▶ **Work task**: Return every line from the records below with the string "field".

▶ **Data to process**:
------------------------------------------------------------------------

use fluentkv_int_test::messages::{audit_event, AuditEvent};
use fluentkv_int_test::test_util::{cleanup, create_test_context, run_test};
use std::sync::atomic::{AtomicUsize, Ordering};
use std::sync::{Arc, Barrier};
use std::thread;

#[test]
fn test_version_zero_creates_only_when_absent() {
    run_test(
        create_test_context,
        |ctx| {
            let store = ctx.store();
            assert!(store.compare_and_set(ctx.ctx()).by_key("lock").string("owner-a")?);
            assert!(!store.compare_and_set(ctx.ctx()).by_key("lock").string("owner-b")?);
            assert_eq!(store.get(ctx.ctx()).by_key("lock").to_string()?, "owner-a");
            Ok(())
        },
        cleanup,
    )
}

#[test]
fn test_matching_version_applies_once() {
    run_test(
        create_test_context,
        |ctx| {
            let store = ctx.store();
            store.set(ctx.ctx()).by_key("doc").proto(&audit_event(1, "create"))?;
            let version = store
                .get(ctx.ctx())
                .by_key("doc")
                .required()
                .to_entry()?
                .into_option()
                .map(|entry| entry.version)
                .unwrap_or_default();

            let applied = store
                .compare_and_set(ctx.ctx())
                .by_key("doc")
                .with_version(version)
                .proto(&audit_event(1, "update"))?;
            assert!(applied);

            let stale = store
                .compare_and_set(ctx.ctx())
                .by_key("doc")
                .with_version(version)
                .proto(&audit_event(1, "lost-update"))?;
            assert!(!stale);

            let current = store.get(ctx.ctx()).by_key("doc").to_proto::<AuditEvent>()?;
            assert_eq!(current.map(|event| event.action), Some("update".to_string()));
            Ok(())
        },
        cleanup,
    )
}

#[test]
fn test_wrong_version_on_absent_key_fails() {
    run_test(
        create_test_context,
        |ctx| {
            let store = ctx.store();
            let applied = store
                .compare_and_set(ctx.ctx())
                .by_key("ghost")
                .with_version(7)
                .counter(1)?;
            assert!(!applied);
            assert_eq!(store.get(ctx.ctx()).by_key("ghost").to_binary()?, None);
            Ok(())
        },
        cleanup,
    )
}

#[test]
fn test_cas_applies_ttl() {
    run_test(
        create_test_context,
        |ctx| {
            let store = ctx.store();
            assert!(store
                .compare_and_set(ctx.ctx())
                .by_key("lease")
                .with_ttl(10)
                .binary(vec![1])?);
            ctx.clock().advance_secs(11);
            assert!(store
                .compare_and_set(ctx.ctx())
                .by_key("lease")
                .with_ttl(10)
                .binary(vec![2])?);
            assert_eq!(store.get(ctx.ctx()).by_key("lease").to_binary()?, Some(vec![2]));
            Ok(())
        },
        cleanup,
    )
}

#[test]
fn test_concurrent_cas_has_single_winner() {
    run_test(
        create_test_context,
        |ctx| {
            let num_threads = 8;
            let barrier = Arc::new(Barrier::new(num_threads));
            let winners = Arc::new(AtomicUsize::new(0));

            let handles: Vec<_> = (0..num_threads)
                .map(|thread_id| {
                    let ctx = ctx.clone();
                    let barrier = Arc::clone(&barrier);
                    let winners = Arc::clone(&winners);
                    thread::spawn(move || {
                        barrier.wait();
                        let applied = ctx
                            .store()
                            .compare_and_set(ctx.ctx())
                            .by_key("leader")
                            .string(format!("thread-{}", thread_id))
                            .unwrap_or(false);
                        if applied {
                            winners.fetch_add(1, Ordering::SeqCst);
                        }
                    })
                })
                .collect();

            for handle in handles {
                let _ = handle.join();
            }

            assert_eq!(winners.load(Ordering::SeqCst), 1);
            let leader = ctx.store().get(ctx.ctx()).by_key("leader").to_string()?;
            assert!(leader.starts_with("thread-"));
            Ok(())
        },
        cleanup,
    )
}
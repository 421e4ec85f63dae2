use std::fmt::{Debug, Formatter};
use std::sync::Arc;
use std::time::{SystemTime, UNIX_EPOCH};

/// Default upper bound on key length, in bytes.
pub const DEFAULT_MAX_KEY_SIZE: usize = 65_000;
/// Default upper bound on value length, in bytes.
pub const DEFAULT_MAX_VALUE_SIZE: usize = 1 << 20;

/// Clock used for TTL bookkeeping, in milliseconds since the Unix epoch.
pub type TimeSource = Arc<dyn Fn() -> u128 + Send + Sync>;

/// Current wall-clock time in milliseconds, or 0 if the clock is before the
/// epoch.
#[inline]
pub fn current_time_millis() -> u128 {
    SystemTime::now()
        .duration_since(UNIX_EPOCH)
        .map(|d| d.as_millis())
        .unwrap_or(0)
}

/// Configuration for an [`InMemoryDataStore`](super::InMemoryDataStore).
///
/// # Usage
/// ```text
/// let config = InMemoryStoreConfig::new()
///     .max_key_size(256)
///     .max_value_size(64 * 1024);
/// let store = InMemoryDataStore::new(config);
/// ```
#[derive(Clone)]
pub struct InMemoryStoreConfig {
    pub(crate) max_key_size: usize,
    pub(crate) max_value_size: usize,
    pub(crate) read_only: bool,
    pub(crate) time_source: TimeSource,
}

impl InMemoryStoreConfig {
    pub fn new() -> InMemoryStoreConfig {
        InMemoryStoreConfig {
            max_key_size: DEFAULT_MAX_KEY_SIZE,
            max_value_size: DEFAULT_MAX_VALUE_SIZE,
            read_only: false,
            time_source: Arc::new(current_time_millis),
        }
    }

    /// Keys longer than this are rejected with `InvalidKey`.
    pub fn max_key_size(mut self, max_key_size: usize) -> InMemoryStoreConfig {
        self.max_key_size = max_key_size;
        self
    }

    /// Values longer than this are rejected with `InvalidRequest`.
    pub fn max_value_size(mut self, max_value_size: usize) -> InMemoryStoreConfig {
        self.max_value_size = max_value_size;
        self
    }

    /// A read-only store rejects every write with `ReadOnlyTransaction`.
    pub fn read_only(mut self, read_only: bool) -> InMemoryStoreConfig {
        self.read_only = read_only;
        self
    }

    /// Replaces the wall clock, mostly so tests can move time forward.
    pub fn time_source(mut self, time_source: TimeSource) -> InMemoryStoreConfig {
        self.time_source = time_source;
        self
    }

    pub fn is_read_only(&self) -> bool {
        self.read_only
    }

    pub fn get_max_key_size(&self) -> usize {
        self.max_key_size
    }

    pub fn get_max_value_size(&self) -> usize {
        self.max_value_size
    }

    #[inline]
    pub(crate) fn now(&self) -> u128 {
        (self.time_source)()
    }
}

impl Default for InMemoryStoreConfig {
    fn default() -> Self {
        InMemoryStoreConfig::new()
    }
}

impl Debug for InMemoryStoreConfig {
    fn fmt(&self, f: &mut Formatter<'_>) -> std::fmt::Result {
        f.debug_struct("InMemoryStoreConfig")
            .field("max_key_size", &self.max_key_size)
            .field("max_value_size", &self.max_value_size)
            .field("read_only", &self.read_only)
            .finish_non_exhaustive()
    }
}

------------------------------------------------------------------------

▶ **Finished exercise**:
            .field("max_key_size", &self.max_key_size)
            .field("max_value_size", &self.max_value_size)
            .field("read_only", &self.read_only)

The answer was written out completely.